Anyways, I was thinking of getting a few more additions for the tank. It is lightly planted as of right now but I plan to get a whole lot more plants either online or once I'm out of lockdown. My ideas were to have one of the ideas below, please feel free to correct me or say any unsuitable species I’ve listed.

  • 4-6 Corydoras as I've heard that Peppered and Panda corys can live in cold/room temp
  • Hillstream/Borneo loach (unsure if 1 or 3, mixed information) - Tank is starting to grow algae which is perfect for them, can supply high lighting for excess algae growth. Am looking at new filters with high (adjustable) flow with air bubbles for excess oxygen. Will provide multiple hiding spots for other fish to stay away from high flow and put highest flow in one area if this happens.
  • 6 Clown Killifish or other cold water killifish able to live in community tank
  • Other cold water algae eaters (recommendations?)

Also looking at new filters for my tank, looking at these: https/www.natureaquariums.com.au/collections/filters/products/pet-worx-800-internal-filter, https/www.natureaquariums.com.au/collections/filters/products/aquael-asap-filter?variant=39939176693953 and https/www.natureaquariums.com.au/collections/filters/products/fluval-underwater-filter?variant=35818372235424.

Any advice is much appreciated, thank you in advance.
 
Hi,
I think you'd be better off going for just the Corydoras and getting 6-8 of them. It might be a bit cramped having multiple types of bottom dwelling fish in that size tank. Also Clown Killifish prefer slow or stagnant water, whereas Hillstream loaches require the opposite from what I've read. I'm not sure about the temperature either, I think most corydoras prefer at least the low 70s? I could be wrong though. And doing two smaller water changes per week may be less stressful on the fish

Best
 
On the GH at 6 dH (5.6) this is soft water and fine for most of the fish mentioned, but not for platies. They need the GH up around 10-12 dH minimum, as they need the calcium for their internal functioning. This should be considered, and I will move on.

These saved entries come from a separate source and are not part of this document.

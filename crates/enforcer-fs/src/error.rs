//! Error types for enforcer-fs

use std::path::PathBuf;

/// Result type for enforcer-fs operations
pub type Result<T> = std::result::Result<T, Error>;

/// Errors that can occur in enforcer-fs operations
#[derive(Debug, thiserror::Error)]
pub enum Error {
    #[error("I/O error at {path}: {source}")]
    Io {
        path: PathBuf,
        #[source]
        source: std::io::Error,
    },

    #[error("Failed to parse {format} config at {path}: {message}")]
    ConfigParse {
        path: PathBuf,
        format: String,
        message: String,
    },

    #[error("Failed to serialize {format} config for {path}: {message}")]
    ConfigSerialize {
        path: PathBuf,
        format: String,
        message: String,
    },

    #[error("Unsupported config format: {extension}")]
    UnsupportedFormat { extension: String },

    #[error("Lock acquisition failed for {path}")]
    LockFailed { path: PathBuf },
}

impl Error {
    pub fn io(path: impl Into<PathBuf>, source: std::io::Error) -> Self {
        Self::Io {
            path: path.into(),
            source,
        }
    }
}
//! Process enumeration and detached launch

use std::path::Path;
use std::process::{Command, Stdio};

use crate::command::{CommandRunner, SystemRunner};
use crate::error::{Error, Result};

/// Process lister/starter used by the process-running stage
pub trait ProcessTable {
    /// Whether a process whose image name equals `name` exactly is running
    fn find_by_name(&self, name: &str) -> Result<bool>;

    /// Launch `path` detached, with no inherited standard streams.
    ///
    /// Returns the new process id; the caller does not wait for it.
    fn launch(&self, path: &Path, args: &[&str]) -> Result<u32>;
}

/// [`ProcessTable`] backed by `tasklist` (Windows) or `ps` (elsewhere)
#[derive(Debug, Default, Clone)]
pub struct SystemProcessTable<R = SystemRunner> {
    runner: R,
}

impl SystemProcessTable<SystemRunner> {
    pub fn new() -> Self {
        Self::with_runner(SystemRunner)
    }
}

impl<R: CommandRunner> SystemProcessTable<R> {
    pub fn with_runner(runner: R) -> Self {
        Self { runner }
    }

    /// Image names of every running process
    pub fn image_names(&self) -> Result<Vec<String>> {
        #[cfg(windows)]
        {
            let output = self
                .runner
                .run("tasklist", &["/FO", "CSV", "/NH"])?
                .check("tasklist")?;
            Ok(parse_tasklist_csv(&output.stdout_lossy()))
        }
        #[cfg(not(windows))]
        {
            let output = self
                .runner
                .run("ps", &["-A", "-o", "args="])?
                .check("ps")?;
            Ok(parse_ps_output(&output.stdout_lossy()))
        }
    }
}

impl<R: CommandRunner> ProcessTable for SystemProcessTable<R> {
    fn find_by_name(&self, name: &str) -> Result<bool> {
        Ok(self.image_names()?.iter().any(|image| image == name))
    }

    fn launch(&self, path: &Path, args: &[&str]) -> Result<u32> {
        let child = Command::new(path)
            .args(args)
            .stdin(Stdio::null())
            .stdout(Stdio::null())
            .stderr(Stdio::null())
            .spawn()
            .map_err(|source| Error::Launch {
                path: path.display().to_string(),
                source,
            })?;
        let pid = child.id();

        // Dropping the Child handle neither waits for nor kills the process;
        // with null stdio it keeps running independently.
        drop(child);

        tracing::info!("Started process '{}' with PID {}", path.display(), pid);
        Ok(pid)
    }
}

/// Extract image names from `tasklist /FO CSV /NH` output
///
/// Each line looks like `"Cloudflare WARP.exe","4242","Console","1","52,112 K"`;
/// the image name is the first quoted field.
pub fn parse_tasklist_csv(output: &str) -> Vec<String> {
    output
        .lines()
        .filter_map(|line| {
            let rest = line.trim().strip_prefix('"')?;
            let end = rest.find('"')?;
            Some(rest[..end].to_string())
        })
        .filter(|name| !name.is_empty())
        .collect()
}

/// Extract image names from `ps -A -o args=` output
///
/// `comm` is cut to 15 characters on Linux, so the name is taken from the
/// first word of the full command line instead. Only the file name is kept.
/// An executable path containing spaces yields its first word only.
pub fn parse_ps_output(output: &str) -> Vec<String> {
    output
        .lines()
        .filter_map(|line| line.split_whitespace().next())
        .map(|program| {
            Path::new(program)
                .file_name()
                .map(|n| n.to_string_lossy().into_owned())
                .unwrap_or_else(|| program.to_string())
        })
        .collect()
}

#[cfg(test)]
mod tests {
    use super::*;
    use crate::command::CommandOutput;
    use pretty_assertions::assert_eq;

    const TASKLIST: &str = "\"System Idle Process\",\"0\",\"Services\",\"0\",\"8 K\"\r\n\
\"warp-svc.exe\",\"3120\",\"Services\",\"0\",\"40,220 K\"\r\n\
\"Cloudflare WARP.exe\",\"9876\",\"Console\",\"1\",\"52,112 K\"\r\n";

    #[test]
    fn test_parse_tasklist_csv() {
        assert_eq!(
            parse_tasklist_csv(TASKLIST),
            vec!["System Idle Process", "warp-svc.exe", "Cloudflare WARP.exe"]
        );
    }

    #[test]
    fn test_parse_tasklist_ignores_info_line() {
        let output = "INFO: No tasks are running which match the specified criteria.\r\n";
        assert!(parse_tasklist_csv(output).is_empty());
    }

    #[test]
    fn test_parse_ps_output_keeps_file_names() {
        let output = "  /sbin/init splash\n/usr/lib/firefox/firefox -new-window\nbash\n\n";
        assert_eq!(parse_ps_output(output), vec!["init", "firefox", "bash"]);
    }

    #[test]
    fn test_parse_ps_output_keeps_long_names() {
        let output = "/opt/cloudflare-warp/warp-taskbar-helper --minimized\n";
        assert_eq!(parse_ps_output(output), vec!["warp-taskbar-helper"]);
    }

    struct CannedRunner(CommandOutput);

    impl CommandRunner for CannedRunner {
        fn run(&self, _program: &str, _args: &[&str]) -> Result<CommandOutput> {
            Ok(self.0.clone())
        }
    }

    #[cfg(windows)]
    #[test]
    fn test_find_by_name_is_exact() {
        let table = SystemProcessTable::with_runner(CannedRunner(CommandOutput::ok(TASKLIST)));
        assert!(table.find_by_name("Cloudflare WARP.exe").unwrap());
        assert!(!table.find_by_name("Cloudflare WARP").unwrap());
        assert!(!table.find_by_name("cloudflare warp.exe").unwrap());
    }

    #[cfg(not(windows))]
    #[test]
    fn test_find_by_name_is_exact() {
        let output = CommandOutput::ok("bash\n/usr/bin/warp-taskbar-helper --tray\n");
        let table = SystemProcessTable::with_runner(CannedRunner(output));
        assert!(table.find_by_name("warp-taskbar-helper").unwrap());
        assert!(!table.find_by_name("warp").unwrap());
        assert!(!table.find_by_name("Warp-Taskbar").unwrap());
    }

    #[test]
    fn test_enumeration_failure_is_an_error() {
        let table = SystemProcessTable::with_runner(CannedRunner(CommandOutput::with_code(1, "")));
        assert!(matches!(
            table.find_by_name("anything"),
            Err(Error::CommandFailed { .. })
        ));
    }

    #[test]
    fn test_launch_missing_executable_fails() {
        let result = SystemProcessTable::new().launch(Path::new("/definitely/not/here.exe"), &[]);
        assert!(matches!(result, Err(Error::Launch { .. })));
    }

    #[cfg(unix)]
    #[test]
    fn test_launch_returns_pid() {
        let pid = SystemProcessTable::new()
            .launch(Path::new("/bin/sh"), &["-c", "exit 0"])
            .unwrap();
        assert!(pid > 0);
    }
}
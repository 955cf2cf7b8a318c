//! Production collaborators backed by the local machine

use enforcer_core::Collaborators;
use enforcer_fs::LocalFs;
use enforcer_sys::{ScServiceManager, SystemElevation, SystemProcessTable, SystemRunner};

/// Owns one of each system collaborator for the lifetime of a command
#[derive(Default)]
pub struct SystemHost {
    elevation: SystemElevation,
    fs: LocalFs,
    processes: SystemProcessTable,
    services: ScServiceManager,
    commands: SystemRunner,
}

impl SystemHost {
    pub fn new() -> Self {
        Self::default()
    }

    pub fn collaborators(&self) -> Collaborators<'_> {
        Collaborators {
            elevation: &self.elevation,
            fs: &self.fs,
            processes: &self.processes,
            services: &self.services,
            commands: &self.commands,
        }
    }
}
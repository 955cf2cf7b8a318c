//! Scoped access to the managed system service

use std::cell::RefCell;

use enforcer_sys::{ManagerConnection, ServiceHandle, ServiceManager};

use crate::error::Result;

// Field order matters: the service handle drops before its connection.
struct OpenService {
    service: Box<dyn ServiceHandle>,
    _connection: Box<dyn ManagerConnection>,
}

/// Lazily opened service-manager connection plus one service handle
///
/// Nothing is opened until the first call to [`ServiceSession::with`], so a
/// session for a run that aborts before any service stage never touches the
/// service manager. The handle and connection are released on [`close`] or
/// when the session is dropped, whichever comes first.
///
/// [`close`]: ServiceSession::close
pub struct ServiceSession<'a> {
    manager: &'a dyn ServiceManager,
    name: &'a str,
    open: RefCell<Option<OpenService>>,
}

impl<'a> ServiceSession<'a> {
    pub fn new(manager: &'a dyn ServiceManager, name: &'a str) -> Self {
        Self {
            manager,
            name,
            open: RefCell::new(None),
        }
    }

    pub fn name(&self) -> &str {
        self.name
    }

    pub fn is_open(&self) -> bool {
        self.open.borrow().is_some()
    }

    /// Run `f` against the service handle, opening it first if needed
    pub fn with<T>(&self, f: impl FnOnce(&dyn ServiceHandle) -> Result<T>) -> Result<T> {
        let mut slot = self.open.borrow_mut();
        if let Some(open) = slot.as_ref() {
            return f(open.service.as_ref());
        }
        let open = slot.insert(self.connect()?);
        f(open.service.as_ref())
    }

    /// Release the handle and disconnect; a later [`with`](Self::with) reopens
    pub fn close(&self) {
        if self.open.borrow_mut().take().is_some() {
            tracing::debug!(service = self.name, "Released service session");
        }
    }

    fn connect(&self) -> Result<OpenService> {
        let connection = self.manager.connect()?;
        let service = connection.open_service(self.name)?;
        tracing::debug!(service = self.name, "Opened service session");
        Ok(OpenService {
            service,
            _connection: connection,
        })
    }
}

impl std::fmt::Debug for ServiceSession<'_> {
    fn fmt(&self, f: &mut std::fmt::Formatter<'_>) -> std::fmt::Result {
        f.debug_struct("ServiceSession")
            .field("name", &self.name)
            .field("open", &self.is_open())
            .finish()
    }
}
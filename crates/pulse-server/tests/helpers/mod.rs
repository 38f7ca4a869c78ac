//! Test helpers para pulse-server.

#![allow(dead_code, unused_imports)]

pub mod client;
pub mod stubs;

use std::sync::Arc;

use pulse_cache::{DurableStore, MemoryStore};
use pulse_sampler::RateSampler;
use pulse_server::{AppState, Settings, Sources, WalletConfig, WalletList, create_router};

pub use client::{TestClient, TestResponse};
pub use stubs::{BINANCE, KRAKEN, StubBlocks, StubMarket, StubNetwork};

/// A router wired to stub APIs, plus handles to steer them.
pub struct TestApp {
    pub client: TestClient,
    pub state: AppState,
    pub network: Arc<StubNetwork>,
    pub market: Arc<StubMarket>,
    pub sampler: Arc<RateSampler>,
    pub store: Arc<MemoryStore>,
}

pub fn test_settings() -> Settings {
    Settings {
        wallets: WalletList::new(vec![
            WalletConfig::new("binance", BINANCE),
            WalletConfig::new("kraken", KRAKEN),
        ]),
        ..Settings::default()
    }
}

pub fn test_app() -> TestApp {
    let settings = test_settings();
    let network = Arc::new(StubNetwork::default());
    let market = Arc::new(StubMarket::default());
    let store = Arc::new(MemoryStore::new());
    let sampler = Arc::new(RateSampler::new(
        Arc::new(StubBlocks),
        settings.sampler.clone(),
    ));

    let state = AppState::from_settings(
        &settings,
        Sources::new(network.clone(), market.clone()),
        Some(store.clone() as Arc<dyn DurableStore>),
        Arc::clone(&sampler),
    )
    .unwrap();

    let prometheus = pulse_server::metrics::test_handle().unwrap();
    let client = TestClient::new(create_router(state.clone(), prometheus));

    TestApp {
        client,
        state,
        network,
        market,
        sampler,
        store,
    }
}

/// Client for tests that only touch stateless behaviour.
pub fn client() -> TestClient {
    test_app().client
}
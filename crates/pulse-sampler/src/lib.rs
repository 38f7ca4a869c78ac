//! # Pulse Sampler
//!
//! Background task that keeps a live transactions-per-second estimate.
//!
//! A [`RateSampler`] polls a [`BlockSource`] on a fixed period, keeps the
//! latest block of every shard in the window, and publishes
//! `sum(tx_count) / period` into a [`RateState`] that readers can query at
//! any time without waiting.
//!
//! ## Example
//!
//! ```ignore
//! use std::sync::Arc;
//! use pulse_sampler::{RateSampler, SamplerConfig};
//!
//! let sampler = RateSampler::new(Arc::new(source), SamplerConfig::default());
//! sampler.start();
//!
//! let tps = sampler.current_value();
//!
//! sampler.stop().await;
//! ```

pub mod error;
pub mod rate;
pub mod scheduler;
pub mod source;
pub mod state;

// Re-exports
pub use error::SampleError;
pub use rate::{RateSample, compute_rate};
pub use scheduler::{RateSampler, SamplerConfig, register_sampler_metrics};
pub use source::BlockSource;
pub use state::{RateSnapshot, RateState};
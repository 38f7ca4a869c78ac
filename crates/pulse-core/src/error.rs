//! Error types for Pulse.
//!
//! Functions that can fail return `Result<T, PulseError>`. Crates higher
//! in the stack (cache, sampler, sources, server) define their own error
//! enums and convert from this one where a domain rule is violated.
//!
//! # Example
//!
//! ```
//! use pulse_core::{CacheKey, PulseError};
//!
//! let error = CacheKey::new("   ").unwrap_err();
//! assert!(error.is_invalid_key());
//! ```

use thiserror::Error;

/// Main error type for Pulse domain operations.
#[derive(Debug, Error)]
pub enum PulseError {
    /// A cache key was empty or otherwise unusable.
    #[error("Invalid cache key '{key}': {reason}")]
    InvalidKey {
        /// The key that was provided
        key: String,
        /// Why it's invalid
        reason: String,
    },

    /// A chart timeframe could not be parsed.
    #[error("Invalid timeframe '{value}': expected one of 24h, 7d, 30d, 90d")]
    InvalidTimeframe {
        /// The value that was provided
        value: String,
    },

    /// Validation error for a configuration or payload value.
    #[error("Validation error for field '{field}': {message}")]
    ValidationError {
        /// Field that failed validation
        field: String,
        /// Description of the validation failure
        message: String,
    },

    /// Generic internal error.
    #[error("Internal error: {0}")]
    Internal(String),
}

impl PulseError {
    /// Creates an InvalidKey error.
    pub fn invalid_key(key: impl Into<String>, reason: impl Into<String>) -> Self {
        Self::InvalidKey {
            key: key.into(),
            reason: reason.into(),
        }
    }

    /// Creates an InvalidTimeframe error.
    pub fn invalid_timeframe(value: impl Into<String>) -> Self {
        Self::InvalidTimeframe {
            value: value.into(),
        }
    }

    /// Creates a ValidationError.
    pub fn validation_error(field: impl Into<String>, message: impl Into<String>) -> Self {
        Self::ValidationError {
            field: field.into(),
            message: message.into(),
        }
    }

    /// Creates an Internal error.
    pub fn internal(message: impl Into<String>) -> Self {
        Self::Internal(message.into())
    }

    /// Returns true if this error is about a cache key.
    pub fn is_invalid_key(&self) -> bool {
        matches!(self, Self::InvalidKey { .. })
    }

    /// Returns true if this error is about a timeframe.
    pub fn is_invalid_timeframe(&self) -> bool {
        matches!(self, Self::InvalidTimeframe { .. })
    }

    /// Returns true if this is a validation error.
    pub fn is_validation_error(&self) -> bool {
        matches!(self, Self::ValidationError { .. })
    }
}

/// Type alias for Results with PulseError.
pub type Result<T> = std::result::Result<T, PulseError>;

#[cfg(test)]
mod tests {
    use super::*;

    #[test]
    fn test_invalid_key_display() {
        let error = PulseError::invalid_key("", "cannot be empty");
        let msg = format!("{}", error);

        assert!(msg.contains("cannot be empty"));
        assert!(error.is_invalid_key());
    }

    #[test]
    fn test_invalid_timeframe_display() {
        let error = PulseError::invalid_timeframe("1y");

        assert!(error.to_string().contains("1y"));
        assert!(error.is_invalid_timeframe());
        assert!(!error.is_invalid_key());
    }

    #[test]
    fn test_is_validation_error() {
        let validation = PulseError::validation_error("ttl", "must be positive");
        let internal = PulseError::internal("boom");

        assert!(validation.is_validation_error());
        assert!(!internal.is_validation_error());
    }

    #[test]
    fn test_result_with_question_mark() {
        fn inner() -> Result<()> {
            Err(PulseError::internal("test"))
        }

        fn outer() -> Result<String> {
            inner()?;
            Ok("success".into())
        }

        assert!(outer().is_err());
    }
}
//! Shared request helpers.

use std::time::Duration;

use reqwest::{Client, RequestBuilder};
use serde::de::{DeserializeOwned, Error as _};
use serde::{Deserialize, Deserializer};
use tracing::debug;

use crate::error::SourceError;

/// Builds the HTTP client shared by every request of one API client.
pub(crate) fn build_client(timeout: Duration) -> Result<Client, SourceError> {
    let client = Client::builder()
        .timeout(timeout)
        .user_agent(concat!("pulse/", env!("CARGO_PKG_VERSION")))
        .build()?;
    Ok(client)
}

/// Joins a base URL and a path without doubling slashes.
pub(crate) fn join(base: &str, path: &str) -> String {
    format!(
        "{}/{}",
        base.trim_end_matches('/'),
        path.trim_start_matches('/')
    )
}

/// Sends `request` and decodes a JSON body.
///
/// Non-success statuses become [`SourceError::Status`].
pub(crate) async fn get_json<T: DeserializeOwned>(
    request: RequestBuilder,
    endpoint: &str,
) -> Result<T, SourceError> {
    let response = request.send().await?;
    let status = response.status();

    debug!(endpoint, status = status.as_u16(), "API response");

    if !status.is_success() {
        return Err(SourceError::status(endpoint, status.as_u16()));
    }

    let body = response.bytes().await?;
    serde_json::from_slice(&body).map_err(|e| SourceError::decode(endpoint, e.to_string()))
}

/// Reads an amount sent either as a JSON number or a decimal string.
pub(crate) fn flexible_f64<'de, D>(deserializer: D) -> Result<f64, D::Error>
where
    D: Deserializer<'de>,
{
    #[derive(Deserialize)]
    #[serde(untagged)]
    enum Raw {
        Number(f64),
        Text(String),
        Null(()),
    }

    match Raw::deserialize(deserializer)? {
        Raw::Number(n) => Ok(n),
        Raw::Text(s) if s.trim().is_empty() => Ok(0.0),
        Raw::Text(s) => s.trim().parse().map_err(D::Error::custom),
        Raw::Null(()) => Ok(0.0),
    }
}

Hillstream Loaches need a good water current from the filtyer, and algae-covered rocks. It is not easy to find tankmates for this fish, but the WCMM's you have are good matches. The cories should manage, if you have a sand substrate, and stay with the "common" species. And have some areas out of the current so they can rest. Ironically, the brighter lighting for algae is detrimental to cories, they will avoid this if they can, and be stressed if not. A better option is to place some smooth river rock in a container of tank water and place it out in the sun. When the rocks have algae, place them in the tank.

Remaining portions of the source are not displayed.